Una riflessione sui risvolti che quell’avvenimento ebbe sulla sinistra italiana: si compirono, in quel frangente, scelte che poi avrebbero informato la realtà politica della sinistra italiana per un lungo periodo.

Prima di tutto l’invasione di Praga spezzò lo PSIUP: a distanza di tanti anni possiamo ben dire che si trattò di un fatto politico importante.

Il partito, rappresentativo dell’esperienza della sinistra socialista che aveva rifiutato nel 1963 l’esperienza di governo con la DC, aveva appena ottenuto (il 19 Maggio) un notevole risultato alle elezioni politiche (il 4,4% dei voti con 24 deputati) e su di esso si era appuntata l’attenzione di molti giovani che avevano cominciato a ritenerlo l’espressione di un avanzato rinnovamento a sinistra.

Lo PSIUP si spaccò in due, da un lato il vecchio gruppo dei “carristi” approvò incondizionatamente l’invasione con toni da antico Comintern (come nessun altro settore della sinistra italiana, usando un’enfasi non adoperata neppure dalla corrente del PCI vicina a Secchia); dall’altra esponenti di spicco del “socialismo libertario”, epigoni della lezione di Rosa Luxemburg, come Lelio Basso si misero da parte; ma soprattutto furono i giovani, al momento protagonisti del ’68, a ritrarsi. Lo PSIUP iniziava così la china discendente, che sarebbe culminata nell’esclusione dal Parlamento con le elezioni del 1972: un evento ripetiamo di un peso rilevante sulle future sorti della sinistra, in particolare al riguardo delle possibilità di aggregazione, iniziativa politica, capacità di rappresentanza di quella che sarebbe stata la “nuova sinistra” di origine sessantottesca.

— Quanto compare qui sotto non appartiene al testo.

//! Admin page: user management.

use crate::api::{CREATE_USER_PATH, DELETE_USER_PATH, EDIT_USER_PATH};
use crate::errors::ApiError;
use crate::handlers::{Messages, reject, submit};
use crate::models::{CreateUserRequest, DeleteUserRequest, EditUserRequest};
use crate::state::PageContext;
use crate::validator::ensure_passwords_match;
use crate::view::PageView;
use reqwest::Method;

const CREATE: Messages = Messages {
    success: "User created",
    failure: "Failed to create user",
};
const EDIT: Messages = Messages {
    success: "User updated",
    failure: "Failed to update user",
};
const DELETE: Messages = Messages {
    success: "User deleted",
    failure: "Failed to delete user",
};

#[derive(Debug, Clone, Default)]
pub struct CreateUserForm {
    pub name: String,
    pub password: String,
    pub verify_password: String,
    pub is_admin: bool,
}

pub struct AdminActions<V: PageView> {
    ctx: PageContext,
    view: V,
}

impl<V: PageView> AdminActions<V> {
    pub fn new(ctx: PageContext, view: V) -> Self {
        Self { ctx, view }
    }

    pub fn view(&self) -> &V {
        &self.view
    }

    pub async fn create_user(&mut self, form: CreateUserForm) -> Result<(), ApiError> {
        if form.name.trim().is_empty() {
            return reject(&mut self.view, ApiError::validation("User name is empty"));
        }
        if let Err(err) = ensure_passwords_match(&form.password, &form.verify_password) {
            return reject(&mut self.view, err);
        }

        let body = CreateUserRequest {
            name: form.name.trim().to_string(),
            password: form.password,
            verify_password: form.verify_password,
            is_admin: form.is_admin,
        };
        let api = &self.ctx.api;
        submit(
            &mut self.view,
            "create_user",
            CREATE,
            api.mutate(Method::POST, CREATE_USER_PATH, Some(&body)),
        )
        .await
    }

    pub async fn edit_user(&mut self, id: &str, is_admin: bool) -> Result<(), ApiError> {
        let Some(id) = non_empty_id(id) else {
            return reject(&mut self.view, ApiError::validation("User id is empty"));
        };

        let body = EditUserRequest { id, is_admin };
        let api = &self.ctx.api;
        submit(
            &mut self.view,
            "edit_user",
            EDIT,
            api.mutate(Method::POST, EDIT_USER_PATH, Some(&body)),
        )
        .await
    }

    pub async fn delete_user(&mut self, id: &str) -> Result<(), ApiError> {
        let Some(id) = non_empty_id(id) else {
            return reject(&mut self.view, ApiError::validation("User id is empty"));
        };

        let body = DeleteUserRequest { id };
        let api = &self.ctx.api;
        submit(
            &mut self.view,
            "delete_user",
            DELETE,
            api.mutate(Method::POST, DELETE_USER_PATH, Some(&body)),
        )
        .await
    }
}

fn non_empty_id(id: &str) -> Option<String> {
    let id = id.trim();
    (!id.is_empty()).then(|| id.to_string())
}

Il peso più importante, però, della drammatica vicenda praghese ricadde, ovviamente, sul PCI.

Il più grande partito comunista d’Occidente si trovava, in quel momento, in una fase di forte espansione elettorale (il 19 Maggio aveva raccolto 1.000.000 di voti in più rispetto all’Aprile 1963) ma in difficoltà organizzativa, in calo d’iscritti, non avendo ancora superato il trauma dell’aver svolto un congresso inusitatamente combattuto come l’XI del 1966, il primo celebratosi dopo la morte di Togliatti, e contrassegnato dallo scontro (ovattato, ovviamente, com’era costume dell’epoca, ma vissuto intensamente in una larga fascia di quadri) tra le ragioni di Amendola e quelle di Ingrao.

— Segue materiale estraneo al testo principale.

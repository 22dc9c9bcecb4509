use crate::errors::ConfigError;

pub const DEFAULT_BASE_URL: &str = "http://127.0.0.1:8080";
pub const DEFAULT_LIMIT: u32 = 50;

#[derive(Debug, Clone)]
pub struct Config {
    pub base_url: String,
    pub token: String,
    pub limit: u32,
}

impl Config {
    pub fn new(
        base_url: impl Into<String>,
        token: impl Into<String>,
        limit: u32,
    ) -> Result<Self, ConfigError> {
        let base_url = base_url.into();
        let token = token.into();
        if token.trim().is_empty() {
            return Err(ConfigError::MissingToken);
        }
        if limit == 0 {
            return Err(ConfigError::InvalidLimit(limit.to_string()));
        }

        Ok(Self {
            base_url: normalize_base_url(&base_url)?,
            token,
            limit,
        })
    }

    pub fn from_lookup(lookup: impl Fn(&str) -> Option<String>) -> Result<Self, ConfigError> {
        let base_url = lookup("MYPAGE_API_BASE").unwrap_or_else(|| DEFAULT_BASE_URL.to_string());
        let token = lookup("MYPAGE_API_TOKEN").ok_or(ConfigError::MissingToken)?;
        let limit = match lookup("MYPAGE_PAGE_LIMIT") {
            Some(raw) => raw
                .trim()
                .parse::<u32>()
                .map_err(|_| ConfigError::InvalidLimit(raw.clone()))?,
            None => DEFAULT_LIMIT,
        };

        Self::new(base_url, token, limit)
    }

    pub fn endpoint(&self, path: &str) -> String {
        format!("{}{}", self.base_url, path)
    }
}

fn normalize_base_url(raw: &str) -> Result<String, ConfigError> {
    let trimmed = raw.trim().trim_end_matches('/');
    let parsed = reqwest::Url::parse(trimmed).map_err(|err| ConfigError::InvalidBaseUrl {
        url: raw.to_string(),
        reason: err.to_string(),
    })?;
    if !matches!(parsed.scheme(), "http" | "https") {
        return Err(ConfigError::InvalidBaseUrl {
            url: raw.to_string(),
            reason: format!("unsupported scheme {}", parsed.scheme()),
        });
    }

    Ok(trimmed.to_string())
}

Inoltre il quadro europeo appariva alquanto problematico: il PCF appariva scosso dall’impeto del Maggio e si rinchiuse in una rigida ortodossia, PCE e PCP erano piccoli partiti ancora clandestini, la Lega dei Comunisti Jugoslavi obbedì, ovviamente, alla ragion di stato.

La notizia dell’invasione piombò su di una deserta Roma agostana: i principali dirigenti del PCI erano in ferie, tutti al di là della cortina di ferro. Unico componente della segretaria presente in sede era Alessandro Natta che, in tutta fretta e con i mezzi dell’epoca, contattò gli altri compagni, per varare un documento, la cui prima stesura fu affidata a Giorgio Napolitano, che suonò immediatamente come un punto molto avanzato di condanna dell’invasione.

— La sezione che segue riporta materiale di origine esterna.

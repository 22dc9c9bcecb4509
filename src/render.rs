use crate::api::ApiClient;
use crate::errors::ApiError;
use crate::models::{DataRecord, DateRange, FetchParam};
use chrono::NaiveDateTime;
use once_cell::sync::Lazy;
use regex::Regex;
use serde::Serialize;
use serde_json::{Map, Value};
use std::collections::BTreeSet;

pub const X_KEY: &str = "date";
pub const X_FORMAT: &str = "%Y-%m-%d %H:%M:%S";

static TIME_SUFFIX: Lazy<Regex> = Lazy::new(|| {
    Regex::new(r"T(\d{2}:\d{2}:\d{2})(?:\.\d+)?(?:[+-]\d{2}:\d{2}|Z)$").expect("valid timestamp regex")
});

/// `2024-01-02T03:04:05+09:00` becomes `2024-01-02 03:04:05`; the offset is dropped.
pub fn display_date(updated_at: &str) -> String {
    TIME_SUFFIX.replace(updated_at, " $1").into_owned()
}

pub type ChartRow = Map<String, Value>;

pub fn chart_row(record: &DataRecord) -> Result<ChartRow, ApiError> {
    let mut row = match serde_json::from_str::<Value>(&record.payload)? {
        Value::Object(map) => map,
        other => {
            let mut map = Map::new();
            map.insert("value".to_string(), other);
            map
        }
    };
    row.insert(X_KEY.to_string(), Value::String(display_date(&record.updated_at)));
    Ok(row)
}

#[derive(Debug, Clone, PartialEq, Serialize)]
pub struct PointDetail {
    pub raw: DataRecord,
    pub parsed: ChartRow,
}

#[derive(Debug, Clone, Default, PartialEq, Serialize)]
pub struct Chart {
    pub x: &'static str,
    pub x_format: &'static str,
    pub series: Vec<String>,
    pub rows: Vec<ChartRow>,
    #[serde(skip)]
    records: Vec<DataRecord>,
}

impl Chart {
    pub fn from_records(records: Vec<DataRecord>) -> Result<Self, ApiError> {
        let rows = records.iter().map(chart_row).collect::<Result<Vec<_>, _>>()?;
        let series = rows
            .iter()
            .flat_map(|row| row.keys())
            .filter(|key| key.as_str() != X_KEY)
            .cloned()
            .collect::<BTreeSet<_>>()
            .into_iter()
            .collect();

        Ok(Self {
            x: X_KEY,
            x_format: X_FORMAT,
            series,
            rows,
            records,
        })
    }

    pub fn is_empty(&self) -> bool {
        self.rows.is_empty()
    }

    pub fn len(&self) -> usize {
        self.rows.len()
    }

    pub fn point(&self, index: usize) -> Option<PointDetail> {
        Some(PointDetail {
            raw: self.records.get(index)?.clone(),
            parsed: self.rows.get(index)?.clone(),
        })
    }

    pub fn date_range(&self) -> Option<DateRange> {
        let mut days = self
            .rows
            .iter()
            .filter_map(|row| row.get(X_KEY)?.as_str())
            .filter_map(|date| NaiveDateTime::parse_from_str(date, X_FORMAT).ok())
            .map(|dt| dt.date());
        let first = days.next()?;
        let (start, end) = days.fold((first, first), |(lo, hi), day| (lo.min(day), hi.max(day)));

        Some(DateRange {
            start_at: start.to_string(),
            end_at: end.to_string(),
        })
    }
}

pub async fn fetch_chart(api: &ApiClient, params: &FetchParam) -> Result<Chart, ApiError> {
    let records = api.fetch_data(params).await?;
    Chart::from_records(records)
}

#[cfg(test)]
mod tests {
    use super::*;

    fn record(updated_at: &str, payload: &str) -> DataRecord {
        DataRecord {
            updated_at: updated_at.to_string(),
            remote_addr: "10.0.0.1".to_string(),
            hostname: "sensor-1".to_string(),
            payload: payload.to_string(),
        }
    }

    #[test]
    fn timestamp_offset_is_stripped() {
        assert_eq!(display_date("2024-01-02T03:04:05+09:00"), "2024-01-02 03:04:05");
        assert_eq!(display_date("2024-01-02T03:04:05-05:00"), "2024-01-02 03:04:05");
        assert_eq!(display_date("2024-01-02T03:04:05.123456Z"), "2024-01-02 03:04:05");
    }

    #[test]
    fn malformed_timestamp_passes_through() {
        for raw in ["yesterday", "2024-01-02 03:04:05", "2024-01-02T03:04+09:00", ""] {
            assert_eq!(display_date(raw), raw);
        }
    }

    #[test]
    fn row_merges_payload_and_date() {
        let row = chart_row(&record("2024-01-02T03:04:05+09:00", r#"{"temp": 21.5, "hum": 40}"#)).unwrap();
        assert_eq!(row["date"], "2024-01-02 03:04:05");
        assert_eq!(row["temp"], 21.5);
        assert_eq!(row["hum"], 40);
    }

    #[test]
    fn scalar_payload_becomes_value_series() {
        let row = chart_row(&record("2024-01-02T03:04:05+09:00", "12")).unwrap();
        assert_eq!(row["value"], 12);
    }

    #[test]
    fn broken_payload_is_a_decode_error() {
        let err = chart_row(&record("2024-01-02T03:04:05+09:00", "{not json")).unwrap_err();
        assert!(matches!(err, ApiError::Decode(_)));
    }

    #[test]
    fn chart_collects_series_and_points() {
        let chart = Chart::from_records(vec![
            record("2024-01-03T00:00:00+09:00", r#"{"b": 1}"#),
            record("2024-01-01T12:00:00+09:00", r#"{"a": 2, "b": 3}"#),
        ])
        .unwrap();

        assert_eq!(chart.series, vec!["a".to_string(), "b".to_string()]);
        assert_eq!(chart.len(), 2);

        let detail = chart.point(1).unwrap();
        assert_eq!(detail.raw.payload, r#"{"a": 2, "b": 3}"#);
        assert_eq!(detail.parsed["a"], 2);
        assert!(chart.point(2).is_none());

        let range = chart.date_range().unwrap();
        assert_eq!(range.start_at, "2024-01-01");
        assert_eq!(range.end_at, "2024-01-03");
    }

    #[test]
    fn empty_chart_has_no_range() {
        let chart = Chart::from_records(Vec::new()).unwrap();
        assert!(chart.is_empty());
        assert!(chart.date_range().is_none());
    }
}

Tralasciamo, per brevità, la narrazione del fortissimo dibattito che si scatenò subito, alla base del partito, nelle sezioni, nei comitati federali di tutte le province: un dibattito dove si registrarono anche elementi di netta contrapposizione e di insofferenza, da parte dei settori più arretrati del partito, verso quelle che sembravano le scelte del vertice.

Inoltre il PCI era chiamato a difendere le posizioni di apertura tenute verso il nuovo corso cecoslovacco: qualche mese prima si era svolto, infatti, un incontro tra Longo e Dubcek.

I problemi maggiori, come era prevedibili, vennero dall’esterno e, più precisamente, dall’URSS: la pressione del PCUS per un arretramento nelle posizioni dei comunisti italiani e, semplificando al massimo, un vigore di dibattito che ripetiamo risultò altissimo e del tutto inedito per la vita del partito, si arrivò, dopo un incontro Cossutta- Suslov avvenuto a Mosca a una sorta di rientro nell’alveo.

Di quale alveo si trattava?

Il PCI, nella sostanza, si assestò all’interno dei confini della linea tracciata da Togliatti, dopo il XX Congresso del PCUS e l’invasione dell’Ungheria del 1956.

Il PCI, alla fine di quell’aspro confronto interno, parve rinunciare addirittura a sviluppare la capacità che lo stesso Togliatti aveva avuto nel definire un’autonomia tale da metter in ombra il materialismo dialettico sovietico, fornendo la piattaforma per l’elaborazione strategica del “partito nuovo” aprendo il solco teorico su cui basare la “via italiana al socialismo” e difendendo, infine, nel clima ideologico della guerra fredda, la continuità della cultura democratica progressista italiana, conquistando una generazione di intellettuali di cultura laica, storicista e umanistica a posizioni genericamente marxiste, senza provocare “lacerazioni troppo nette”.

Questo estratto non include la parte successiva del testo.